Антон по молодости лет не стремился, конечно, к брачным отношениям. Но и Констанция, оказывается, искренне полагала, что революция освободила наконец-то женщин и они вправе строить свою жизнь без опоры на мужчин, пораженных в 7–8 случаях из 10 заразой неверности. Ведь в юности мадмуазель Витри обожглась в этом пламени – а уж как она любила своего Максимилиана! Антуан сейчас очень мил, но именно как любовник. А вот представить его отцом семейства достаточно сложно. Так что надо ей бдительности не терять и строго соблюдать меры по предотвращению беременности…

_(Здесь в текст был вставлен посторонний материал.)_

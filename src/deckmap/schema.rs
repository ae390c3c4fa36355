//! # Configuration Schema
//!
//! The shape and constraints of one [`DeckConfiguration`]. The store validates every
//! configuration through [`validate`] before persisting it, and the bulk importer checks
//! raw JSON through [`from_value`], so both paths enforce the same rules:
//!
//! - `deckId` is a positive integer
//! - every string field is non-empty once trimmed (and is stored trimmed)
//! - `noteType` is one of `"Basic"` or `"Basic (and reversed card)"`
//!
//! Violations carry the path of the offending field so a human can fix one field at a time.

use crate::error::DeckmapError;
use crate::model::{DeckConfiguration, DeckNoteType};
use serde_json::{Map, Value};
use std::fmt;

pub const DECK_ID: &str = "deckId";
pub const DECK_NAME: &str = "deckName";
pub const PURPOSE: &str = "purpose";
pub const NOTE_TYPE: &str = "noteType";
pub const FRONT_TEMPLATE: &str = "frontTemplate";
pub const BACK_TEMPLATE: &str = "backTemplate";
pub const FRONT_EXAMPLE: &str = "frontExample";
pub const BACK_EXAMPLE: &str = "backExample";

const REQUIRED: &str = "is required";
const EXPECTED_STRING: &str = "expected a string";
const EXPECTED_INTEGER: &str = "expected an integer";
const EXPECTED_OBJECT: &str = "expected an object";
const EMPTY: &str = "must not be empty";
const NOT_POSITIVE: &str = "must be a positive integer";

/// The first rule a configuration breaks.
#[derive(Debug, Clone, PartialEq, Eq)]
pub struct SchemaViolation {
    pub path: Vec<String>,
    pub message: String,
}

impl SchemaViolation {
    pub fn new(message: impl Into<String>) -> Self {
        Self {
            path: Vec::new(),
            message: message.into(),
        }
    }

    pub fn at(key: impl Into<String>, message: impl Into<String>) -> Self {
        Self {
            path: vec![key.into()],
            message: message.into(),
        }
    }

    /// Prefix the path with an enclosing segment (e.g. the element's array index).
    pub fn within(mut self, segment: impl ToString) -> Self {
        self.path.insert(0, segment.to_string());
        self
    }

    pub fn dotted_path(&self) -> String {
        self.path.join(".")
    }
}

impl fmt::Display for SchemaViolation {
    fn fmt(&self, f: &mut fmt::Formatter<'_>) -> fmt::Result {
        if self.path.is_empty() {
            write!(f, "{}", self.message)
        } else {
            write!(f, "{}: {}", self.dotted_path(), self.message)
        }
    }
}

impl From<SchemaViolation> for DeckmapError {
    fn from(violation: SchemaViolation) -> Self {
        DeckmapError::validation(violation.dotted_path(), violation.message)
    }
}

/// Check a typed configuration, returning it with every string field trimmed.
pub fn validate(config: DeckConfiguration) -> Result<DeckConfiguration, SchemaViolation> {
    Ok(DeckConfiguration {
        deck_id: positive_id(config.deck_id)?,
        deck_name: non_empty(DECK_NAME, &config.deck_name)?,
        purpose: non_empty(PURPOSE, &config.purpose)?,
        note_type: config.note_type,
        front_template: non_empty(FRONT_TEMPLATE, &config.front_template)?,
        back_template: non_empty(BACK_TEMPLATE, &config.back_template)?,
        front_example: non_empty(FRONT_EXAMPLE, &config.front_example)?,
        back_example: non_empty(BACK_EXAMPLE, &config.back_example)?,
    })
}

/// Build a configuration from untyped JSON, checking fields in declaration order.
pub fn from_value(value: &Value) -> Result<DeckConfiguration, SchemaViolation> {
    let object = value
        .as_object()
        .ok_or_else(|| SchemaViolation::new(EXPECTED_OBJECT))?;

    Ok(DeckConfiguration {
        deck_id: deck_id_field(object)?,
        deck_name: text_field(object, DECK_NAME)?,
        purpose: text_field(object, PURPOSE)?,
        note_type: note_type_field(object)?,
        front_template: text_field(object, FRONT_TEMPLATE)?,
        back_template: text_field(object, BACK_TEMPLATE)?,
        front_example: text_field(object, FRONT_EXAMPLE)?,
        back_example: text_field(object, BACK_EXAMPLE)?,
    })
}

fn positive_id(id: i64) -> Result<i64, SchemaViolation> {
    if id > 0 {
        Ok(id)
    } else {
        Err(SchemaViolation::at(DECK_ID, NOT_POSITIVE))
    }
}

fn non_empty(key: &str, value: &str) -> Result<String, SchemaViolation> {
    let trimmed = value.trim();
    if trimmed.is_empty() {
        return Err(SchemaViolation::at(key, EMPTY));
    }
    Ok(trimmed.to_string())
}

fn deck_id_field(object: &Map<String, Value>) -> Result<i64, SchemaViolation> {
    match object.get(DECK_ID) {
        None => Err(SchemaViolation::at(DECK_ID, REQUIRED)),
        Some(Value::Number(n)) => match n.as_i64() {
            Some(id) => positive_id(id),
            None => Err(SchemaViolation::at(DECK_ID, EXPECTED_INTEGER)),
        },
        Some(_) => Err(SchemaViolation::at(DECK_ID, EXPECTED_INTEGER)),
    }
}

fn text_field(object: &Map<String, Value>, key: &str) -> Result<String, SchemaViolation> {
    match object.get(key) {
        None => Err(SchemaViolation::at(key, REQUIRED)),
        Some(Value::String(s)) => non_empty(key, s),
        Some(_) => Err(SchemaViolation::at(key, EXPECTED_STRING)),
    }
}

fn note_type_field(object: &Map<String, Value>) -> Result<DeckNoteType, SchemaViolation> {
    let expected = || {
        let names: Vec<String> = DeckNoteType::ALL
            .iter()
            .map(|t| format!("\"{}\"", t.model_name()))
            .collect();
        SchemaViolation::at(NOTE_TYPE, format!("expected {}", names.join(" or ")))
    };

    match object.get(NOTE_TYPE) {
        None => Err(SchemaViolation::at(NOTE_TYPE, REQUIRED)),
        Some(Value::String(s)) => DeckNoteType::from_model_name(s).ok_or_else(expected),
        Some(_) => Err(expected()),
    }
}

Между тем в Равьере появился новый и весьма значимый персонаж: тот самый генерал Даву, сын Франсуазы де Линьер, урожденной де Велар. Как-то в середине вантоза (начале марта) Антон шел по улице от рынка с грузом овощей, когда возле него остановилась нарядная карета и из ее окна высунулась голова той самой Франсуазы, которая крикнула:

– Мсье Фонтанэ! Пожалуйте к нам в карету!

Антон мысленно поежился ("Сейчас меня станут допрашивать как да что…"), но улыбнулся хорошо знакомой даме и поспешил к дверце. Войдя в карету и устраиваясь напротив дамы, он увидел рядом с ней сидящего в полумраке молодого плотного господина в штатском платье и слегка ему кивнул.

– Николя, – обратилась к господину дама, – познакомься с лучшим учителем нашей школы Антуаном Фонтанэ. А это мой сын, Луи Николя Даву, бригадный генерал, о котором я Вам когда-то рассказывала.

– Рад знакомству, мсье Фонтанэ, – буркнул Даву вовсе нерадостно.

– Польщен знакомством с боевым генералом, – сказал с пиететом Антон. – Надо полагать, Вас ждут великие дела.

– Пока что я оказался вовсе не у дел, – вновь буркнул Даву.

– Сын дал слово австрийцам не воевать против них до формального обмена его на австрийского бригадного генерала, – пояснила Франсуаза.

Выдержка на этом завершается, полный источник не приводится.